Tired but unemotional, Mirren proposed on early morning television that Britain's greatest playwright, the world's greatest playwright, should be dropped from the curriculum.

"Honestly, I don't think kids should be made to read Shakespeare at all," she said.

Imagine the rage of the Secretary of State for Education , Michael Gove, who has proclaimed: "I am an unashamed traditionalist when it comes to the curriculum." Isn't Helen Mirren guilty of the worst kind of liberal de haut en bas? Here is one of our great Shakespearean actresses, who has taken all the plum roles – Ophelia, Lady Macbeth, Cleopatra – pulling up the ladder. The Bard was the making of her, but too difficult for you.

Ben Jonson wrote of Shakespeare: "He was not of an age, but for all time!" There is always a jolt of pleasure from recognising how many of our expressions originate in Shakespeare. "Pomp and circumstance", "tower of strength", "play fast and loose", "wild goose chase", "let slip the dogs of war", "fool's paradise", "not slept a wink", "sick at heart" and hundreds more. How can he be a playwright for all time, except for this one? And how could an actress of the stature of Helen Mirren, the true Queen of English, deprive future generations of Shakespeare?

Well this is not actually what she said. Her point, overlooked by headline writers, was that Shakespeare works best on stage.

"I think children's first experience of Shakespeare should always be in performance in the theatre or in film – mostly in theatre, but it should be a performance because that makes it alive and real." It is a variation of Tom Stoppard's devastatingly simple instruction: "I think theatre ought to be theatrical."

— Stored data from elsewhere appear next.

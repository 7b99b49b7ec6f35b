//! Per-site scan context
//!
//! Owns everything a scan of one site shares between VMs: the gateway, the
//! optional directory, the metadata cache and the single reference time all
//! ages are measured against.

use chrono::{DateTime, Utc};
use serde::de::DeserializeOwned;
use serde_json::Value;
use std::sync::Arc;
use std::time::Instant;
use tracing::warn;

use crate::cache::{EmailCache, MetadataCache};
use crate::directory::DirectoryLookup;
use crate::error::GatewayError;
use crate::gateway::{decode, Operation, ProviderGateway, Scope};
use crate::models::Site;
use crate::observability::{MonitorMetrics, ScanLogger};
use crate::probe::{ProbeConfig, Prober};

pub struct ScanContext {
    site: Site,
    gateway: Arc<dyn ProviderGateway>,
    directory: Option<Arc<dyn DirectoryLookup>>,
    prober: Prober,
    cache: MetadataCache,
    now: DateTime<Utc>,
    metrics: MonitorMetrics,
    logger: ScanLogger,
}

impl ScanContext {
    pub fn new(site: Site, gateway: Arc<dyn ProviderGateway>) -> Self {
        Self {
            logger: ScanLogger::new(&site.name, &site.vo),
            site,
            gateway,
            directory: None,
            prober: Prober::new(ProbeConfig::default()),
            cache: MetadataCache::new(),
            now: Utc::now(),
            metrics: MonitorMetrics::new(),
        }
    }

    pub fn with_directory(mut self, directory: Arc<dyn DirectoryLookup>) -> Self {
        self.directory = Some(directory);
        self
    }

    /// Share e-mail lookups with the other sites of the run
    pub fn with_email_cache(mut self, emails: Arc<EmailCache>) -> Self {
        self.cache = MetadataCache::with_email_cache(emails);
        self
    }

    pub fn with_probes(mut self, config: ProbeConfig) -> Self {
        self.prober = Prober::new(config);
        self
    }

    /// Fix the reference time, e.g. to one value for a whole federation run
    pub fn with_now(mut self, now: DateTime<Utc>) -> Self {
        self.now = now;
        self
    }

    pub fn site(&self) -> &Site {
        &self.site
    }

    pub fn gateway(&self) -> &Arc<dyn ProviderGateway> {
        &self.gateway
    }

    pub fn directory(&self) -> Option<&Arc<dyn DirectoryLookup>> {
        self.directory.as_ref()
    }

    pub fn prober(&self) -> &Prober {
        &self.prober
    }

    pub fn cache(&self) -> &MetadataCache {
        &self.cache
    }

    pub fn now(&self) -> DateTime<Utc> {
        self.now
    }

    pub fn metrics(&self) -> &MonitorMetrics {
        &self.metrics
    }

    pub fn logger(&self) -> &ScanLogger {
        &self.logger
    }

    /// Run one provider operation against this site, recording its outcome
    pub async fn call(&self, operation: &Operation, scope: Scope) -> Result<Value, GatewayError> {
        let started = Instant::now();
        let result = self.gateway.execute(&self.site, operation, scope).await;
        self.metrics.observe_gateway_call(
            operation.name(),
            started.elapsed().as_secs_f64(),
            result.is_ok(),
        );
        if let Err(e) = &result {
            warn!(
                site = %self.site.name,
                operation = operation.name(),
                error = %e,
                "Provider operation failed"
            );
        }
        result
    }

    /// Run an operation and decode its reply
    pub async fn fetch<T: DeserializeOwned>(
        &self,
        operation: Operation,
        scope: Scope,
    ) -> Result<T, GatewayError> {
        let reply = self.call(&operation, scope).await?;
        decode(&operation, reply)
    }
}
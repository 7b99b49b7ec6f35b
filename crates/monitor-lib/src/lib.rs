//! VM lifecycle monitoring for federated cloud sites
//!
//! This crate provides the core functionality for:
//! - Inventorying the VMs a VO runs at a site through a provider gateway
//! - Resolving flavor, image and owner metadata with cached fallback chains
//! - Evaluating age, quota and unused-resource policies into findings
//! - Deleting stale VMs after operator confirmation
//! - Health checks and observability

pub mod action;
pub mod audit;
pub mod cache;
pub mod config;
pub mod context;
pub mod directory;
pub mod error;
pub mod gateway;
pub mod health;
pub mod inventory;
pub mod models;
pub mod observability;
pub mod policy;
pub mod probe;
pub mod resolve;

#[cfg(test)]
mod testing;

pub use action::{
    execute_deletions, Confirmer, DeletionOutcome, DeletionRequest, DeletionStatus, NeverConfirm,
};
pub use audit::{Monitor, SiteOutcome, SiteReport};
pub use config::MonitorConfig;
pub use context::ScanContext;
pub use error::{DirectoryError, GatewayError, ScanError};
pub use gateway::{Operation, ProviderGateway, Scope};
pub use health::{
    ComponentHealth, ComponentStatus, HealthRegistry, HealthResponse, ReadinessResponse,
};
pub use models::*;
pub use observability::{MonitorMetrics, ScanLogger};
pub use policy::{MaxAge, PolicyConfig, PolicyEvaluator};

Some playwrights write from the head, and work as well on paper as in performance. David Hare comes to mind, or Michael Frayn.

Shakespeare was a player, and knew he had to work the crowd. The role of the actor is his most used metaphor. His skill in rhetoric was learned at his Stratford grammar school. That most diligent and enlightening study of William Shakespeare, Soul of the Age, by Jonathan Bate, records that Shakespeare's school was not exceptional, but taught the basics. The aim of the grammar schools was that "good literature and discipline might be diffused and propagated throughout all parts of our kingdom." Literacy and moral education were the "foundations of the state". Gove-ite, in other words.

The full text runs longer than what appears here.